今回ここで取り上げてみたいのは「投下資本」について。

投下資本とは、企業が事業展開・自社成長のために投じる資金のことです。

企業が事業を進めていくうえでは“お金”がかかります。
そこでどの企業も株主出資などからなる自己資本と銀行などで借りた他人資本を計画的に“投入”して事業展開を行っているのであり、このことを指して“資本を投下する”、またそのお金をさして「投下資本」と言うのです。

なお、この投下資本に関連した値として注目すべきものが「投下資本利益率」。

投下資本利益率(ROI=Return On Investment)は、投下した資本を企業がいったいどれだけ効果的に利用できたかを示す指標として企業・投資家の双方から注目されているものであり「経常利益÷投下資本×100」で算出することができます。

…つまりどういうこと? という方のため、もっとカンタンにしてみましょう。

例えば…何人かでお金を出し合って1つの機械を買ったとします。
その機械を使って、いったいどれだけの利益が出たのかを見るのが「投下資本利益率」。
機械の購入費を大きく上回るような利益が出れば資本の使い方が効果的であったということであり、反対に、高い機械を買っても得られた利益が少なければ資本の使い方が上手くなかったということ。
お金をかけた商品広告がどれだけの利益に結びついたかや、人材育成にかけた費用対効果、さらには投資資金が何年で回収できそうかを計算する際にも使われることがあります。

要するに「投下資本利益率」は、“いくら使って、いくら稼いだか”を示したもの。
企業が、調達したお金をどれだけ本業でうまく有効活用できたかを知るうえでの判断材料となるものなのです。

集めた資金を(何にいくら投入するかを賢く見極めて)上手に活用し、より良い結果(つまりは大きな利益)に結びつけられるかどうかは“企業の腕の見せどころ”! 
その手腕を数値で表したものが「投下資本利益率」ということです。

よって、ROIの値は高いほどGOOD!
効果的・戦略的にお金を使えていると判断できます。
ただ、ROIからでは細かな企業情報は掴めないため、これだけを頼りに投資判断をするのはオススメできません。
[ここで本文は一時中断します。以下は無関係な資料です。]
// SPDX-FileCopyrightText: 2026 rgbctrl contributors
//
// SPDX-License-Identifier: BSD-2-Clause

mod config;
mod error;
mod http;
mod listener;
mod presence;
mod scheduler;
mod store;

use std::net::SocketAddr;
use std::path::PathBuf;
use std::sync::Arc;

use clap::Parser;
use tokio::signal;
use tokio::sync::watch;
use tracing::{error, info};

use rgbctrl_app::init_logging;
use rgbctrl_core::{DynResult, PendingQueue};
use rgbctrl_protocol::SharedKeyValidator;
use rgbctrl_sinks::{register_builtin_sinks_on, SinkAccess, SinkRegistry};

use config::ServerConfig;
use listener::{ListenerContext, QuietWindow};
use presence::PresenceConfig;
use scheduler::SchedulerConfig;
use store::ConfigStore;

#[derive(Parser, Debug)]
#[command(name = "rgbctrl-server", about = "Networked 4-channel addressable-LED controller")]
struct Cli {
    /// Load configuration from this file instead of searching default paths.
    #[arg(long = "config", short = 'C')]
    config: Option<PathBuf>,

    /// Print an example combined `rgbctrl.toml` section and exit.
    #[arg(long = "print-config")]
    print_config: bool,

    /// Override [listen].addr.
    #[arg(long = "listen")]
    listen: Option<std::net::IpAddr>,

    /// Override [listen].port.
    #[arg(long = "port", short = 'p')]
    port: Option<u16>,

    /// Override [listen].psk.
    #[arg(long = "psk")]
    psk: Option<String>,

    /// Override [sink].backend ("dummy" or "serial").
    #[arg(long = "sink")]
    sink: Option<String>,
}

/// Derives a locally-administered MAC from `device_name` when none is
/// configured explicitly, so `discover` always has something stable to
/// report.
fn resolve_mac(explicit: Option<&str>, device_name: &str) -> String {
    if let Some(mac) = explicit {
        return mac.to_string();
    }
    let mut hash: u64 = 0xcbf29ce484222325;
    for b in device_name.bytes() {
        hash ^= b as u64;
        hash = hash.wrapping_mul(0x100000001b3);
    }
    let bytes = hash.to_be_bytes();
    format!(
        "{:02X}:{:02X}:{:02X}:{:02X}:{:02X}:{:02X}",
        (bytes[2] & 0xFE) | 0x02,
        bytes[3],
        bytes[4],
        bytes[5],
        bytes[6],
        bytes[7]
    )
}

#[tokio::main]
async fn main() -> DynResult<()> {
    let cli = Cli::parse();

    if cli.print_config {
        println!("{}", ServerConfig::example_combined_toml());
        return Ok(());
    }

    let (mut cfg, config_path) = if let Some(ref path) = cli.config {
        (ServerConfig::load_from_file(path)?, Some(path.clone()))
    } else {
        ServerConfig::load_from_default_paths()?
    };

    if let Some(addr) = cli.listen {
        cfg.listen.addr = addr;
    }
    if let Some(port) = cli.port {
        cfg.listen.port = port;
    }
    if let Some(psk) = cli.psk.clone() {
        cfg.listen.psk = Some(psk);
    }
    if let Some(sink) = cli.sink.clone() {
        cfg.sink.backend = sink;
    }

    cfg.validate()
        .map_err(|e| format!("invalid server configuration: {e}"))?;

    init_logging(cfg.general.log_level.as_deref());

    if let Some(path) = &config_path {
        info!("loaded configuration from {}", path.display());
    }

    let mut sink_registry = SinkRegistry::new();
    register_builtin_sinks_on(&mut sink_registry);
    let access = match cfg.sink.backend.as_str() {
        "serial" => SinkAccess::Serial {
            path: cfg
                .sink
                .serial_path
                .clone()
                .ok_or("sink.serial_path must be set for the serial backend")?,
            baud: cfg.sink.serial_baud,
        },
        _ => SinkAccess::Dummy,
    };
    let sink = sink_registry.build_sink(&cfg.sink.backend, access)?;

    let store = Arc::new(ConfigStore::load(&cfg.storage.db_path));
    let pending = Arc::new(PendingQueue::new());
    let mac = resolve_mac(cfg.general.mac.as_deref(), &cfg.general.device_name);

    let (shutdown_tx, shutdown_rx) = watch::channel(false);
    let mut handles = Vec::new();

    let sched_cfg = SchedulerConfig {
        store: store.clone(),
        pending: pending.clone(),
    };
    let sched_shutdown = shutdown_rx.clone();
    handles.push(tokio::spawn(async move {
        scheduler::run_scheduler(sched_cfg, sink, sched_shutdown).await;
    }));

    let auth = Arc::new(SharedKeyValidator::new(cfg.listen.psk.clone()));
    let listen_addr = SocketAddr::new(cfg.listen.addr, cfg.listen.port);
    let listener_ctx = ListenerContext {
        store: store.clone(),
        pending: pending.clone(),
        auth,
        quiet: Arc::new(QuietWindow::new()),
        device_name: cfg.general.device_name.clone(),
        mac: mac.clone(),
        port: cfg.listen.port,
    };
    let listener_shutdown = shutdown_rx.clone();
    handles.push(tokio::spawn(async move {
        if let Err(e) = listener::run_listener(listener_ctx, listen_addr, listener_shutdown).await {
            error!("UDP listener error: {}", e);
        }
    }));

    let presence_cfg = PresenceConfig {
        device_name: cfg.general.device_name.clone(),
        mac,
        port: cfg.listen.port,
    };
    let presence_shutdown = shutdown_rx.clone();
    handles.push(tokio::spawn(async move {
        presence::run_presence(presence_cfg, presence_shutdown).await;
    }));

    info!(
        "rgbctrl-server started (device: \"{}\", listening on {})",
        cfg.general.device_name, listen_addr
    );

    signal::ctrl_c().await?;
    info!("Ctrl+C received, shutting down");
    let _ = shutdown_tx.send(true);

    for handle in handles {
        let _ = handle.await;
    }
    Ok(())
}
この指標は参考程度に他の指標と併せてみていくといいでしょう。

なお最後に、このところ高いROIを企業側に求める投資家が増えており、それに伴いこれを“危険視”する声もまた増えていることについて軽く触れておきたいと思います。

なぜ高ROIを求める投資家の動きが“危険”なのかというと、それは、投資家たちの視線を気にしてROI値を意識しすぎた企業(経営者)が、“投資金額を抑えてリターンを出すこと(手っ取り早くROIを高めること)”ばかりに躍起になるあまり、新規事業の開拓や設備投資に対し極端に消極的になる恐れがあるため。そうなれば、将来の事業…ひいては企業そのものの競争力・発展性が損なわれかねないというわけです。
こうした指摘についても、ぜひ頭の片隅に入れておいてください。